* REQUIRED WORK *
Every record here must be set down once more, precisely as it reads.

* DATA *
-------

use rust_decimal::Decimal;
use std::str::FromStr;

use crate::error::{BetError, Result};
use crate::ledger::validate_amount;

/// Expiry sweep interval (seconds): OPEN bets past their betting deadline get closed.
pub const EXPIRY_SWEEP_SECS: u64 = 120;

/// Resolution sweep interval (seconds): bets past their resolve date get nudged or auto-resolved.
pub const RESOLUTION_SWEEP_SECS: u64 = 300;

/// Minimum gap between two "awaiting resolution" events for the same bet.
pub const RESOLUTION_REMINDER_SECS: u64 = 86_400;

/// Credits granted when a user account is opened.
pub const INITIAL_CREDITS: u64 = 1_000;

/// Channel capacity for outbound notification events.
pub const EVENT_CHANNEL_CAPACITY: usize = 1024;

#[derive(Debug, Clone)]
pub struct Config {
    pub log_level: String,
    pub db_path: String,
    pub expiry_sweep_secs: u64,
    pub resolution_sweep_secs: u64,
    pub resolution_reminder_secs: u64,
    pub initial_credits: Decimal,
}

impl Default for Config {
    fn default() -> Self {
        Self {
            log_level: "info".to_string(),
            db_path: "data/bets.sled".to_string(),
            expiry_sweep_secs: EXPIRY_SWEEP_SECS,
            resolution_sweep_secs: RESOLUTION_SWEEP_SECS,
            resolution_reminder_secs: RESOLUTION_REMINDER_SECS,
            initial_credits: Decimal::from(INITIAL_CREDITS),
        }
    }
}

impl Config {
    pub fn from_env() -> Result<Self> {
        dotenv::dotenv().ok();
        let defaults = Self::default();
        Self {
            log_level: std::env::var("LOG_LEVEL").unwrap_or(defaults.log_level),
            db_path: std::env::var("DB_PATH").unwrap_or(defaults.db_path),
            expiry_sweep_secs: env_parse("EXPIRY_SWEEP_SECS", defaults.expiry_sweep_secs)?,
            resolution_sweep_secs: env_parse("RESOLUTION_SWEEP_SECS", defaults.resolution_sweep_secs)?,
            resolution_reminder_secs: env_parse(
                "RESOLUTION_REMINDER_SECS",
                defaults.resolution_reminder_secs,
            )?,
            initial_credits: env_parse("INITIAL_CREDITS", defaults.initial_credits)?,
        }
        .validated()
    }

    /// Reject values that would only fail later, on first use.
    pub fn validated(self) -> Result<Self> {
        if !self.initial_credits.is_zero() {
            validate_amount(self.initial_credits)
                .map_err(|e| BetError::Validation(format!("INITIAL_CREDITS: {}", e)))?;
        }
        Ok(self)
    }
}

fn env_parse<T: FromStr>(key: &str, default: T) -> Result<T> {
    match std::env::var(key) {
        Ok(raw) => raw
            .trim()
            .parse::<T>()
            .map_err(|_| BetError::Validation(format!("{} must be a valid number, got {:?}", key, raw))),
        Err(_) => Ok(default),
    }
}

-------

* RESULT FOR THIS TASK *
use rust_decimal::Decimal;
use std::str::FromStr;

use crate::error::{BetError, Result};
use crate::ledger::validate_amount;

/// Expiry sweep interval (seconds): OPEN bets past their betting deadline get closed.
pub const EXPIRY_SWEEP_SECS: u64 = 120;

/// Resolution sweep interval (seconds): bets past their resolve date get nudged or auto-resolved.
pub const RESOLUTION_SWEEP_SECS: u64 = 300;

/// Minimum gap between two "awaiting resolution" events for the same bet.
pub const RESOLUTION_REMINDER_SECS: u64 = 86_400;

/// Credits granted when a user account is opened.
pub const INITIAL_CREDITS: u64 = 1_000;

/// Channel capacity for outbound notification events.
pub const EVENT_CHANNEL_CAPACITY: usize = 1024;

#[derive(Debug, Clone)]
pub struct Config {
    pub log_level: String,
    pub db_path: String,
    pub expiry_sweep_secs: u64,
    pub resolution_sweep_secs: u64,
    pub resolution_reminder_secs: u64,
    pub initial_credits: Decimal,
}

impl Default for Config {
    fn default() -> Self {
        Self {
            log_level: "info".to_string(),
            db_path: "data/bets.sled".to_string(),
            expiry_sweep_secs: EXPIRY_SWEEP_SECS,
            resolution_sweep_secs: RESOLUTION_SWEEP_SECS,
            resolution_reminder_secs: RESOLUTION_REMINDER_SECS,
            initial_credits: Decimal::from(INITIAL_CREDITS),
        }
    }
}

impl Config {
    pub fn from_env() -> Result<Self> {
        dotenv::dotenv().ok();
        let defaults = Self::default();
        Self {
            log_level: std::env::var("LOG_LEVEL").unwrap_or(defaults.log_level),
            db_path: std::env::var("DB_PATH").unwrap_or(defaults.db_path),
            expiry_sweep_secs: env_parse("EXPIRY_SWEEP_SECS", defaults.expiry_sweep_secs)?,
            resolution_sweep_secs: env_parse("RESOLUTION_SWEEP_SECS", defaults.resolution_sweep_secs)?,
            resolution_reminder_secs: env_parse(
                "RESOLUTION_REMINDER_SECS",
                defaults.resolution_reminder_secs,
            )?,
            initial_credits: env_parse("INITIAL_CREDITS", defaults.initial_credits)?,
        }
        .validated()
    }

    /// Reject values that would only fail later, on first use.
    pub fn validated(self) -> Result<Self> {
        if !self.initial_credits.is_zero() {
            validate_amount(self.initial_credits)
                .map_err(|e| BetError::Validation(format!("INITIAL_CREDITS: {}", e)))?;
        }
        Ok(self)
    }
}

fn env_parse<T: FromStr>(key: &str, default: T) -> Result<T> {
    match std::env::var(key) {
        Ok(raw) => raw
            .trim()
            .parse::<T>()
            .map_err(|_| BetError::Validation(format!("{} must be a valid number, got {:?}", key, raw))),
        Err(_) => Ok(default),
    }
}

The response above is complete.